### Task goal
Your answer must be the full set of entries, reproduced exactly.

Stored data entries
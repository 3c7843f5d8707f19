// SPDX-License-Identifier: PMPL-1.0-or-later
// Copyright (c) 2026 Jonathan D.A. Jewell (hyperpolymath) <jonathan.jewell@open.ac.uk>
//
// Inkwash: Core types, configuration, and error definitions shared across
// all crates.

pub mod config;
pub mod error;
pub mod human_errors;
pub mod types;

pub use config::AppConfig;
pub use error::{ErrorCategory, InkwashError};
pub use types::*;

### Response to the task
repository 3c7843f5d8707f19
// SPDX-License-Identifier: PMPL-1.0-or-later
// Copyright (c) 2026 Jonathan D.A. Jewell (hyperpolymath) <jonathan.jewell@open.ac.uk>
//
// Inkwash: Core types, configuration, and error definitions shared across
// all crates.

pub mod config;
pub mod error;
pub mod human_errors;
pub mod types;

pub use config::AppConfig;
pub use error::{ErrorCategory, InkwashError};
pub use types::*;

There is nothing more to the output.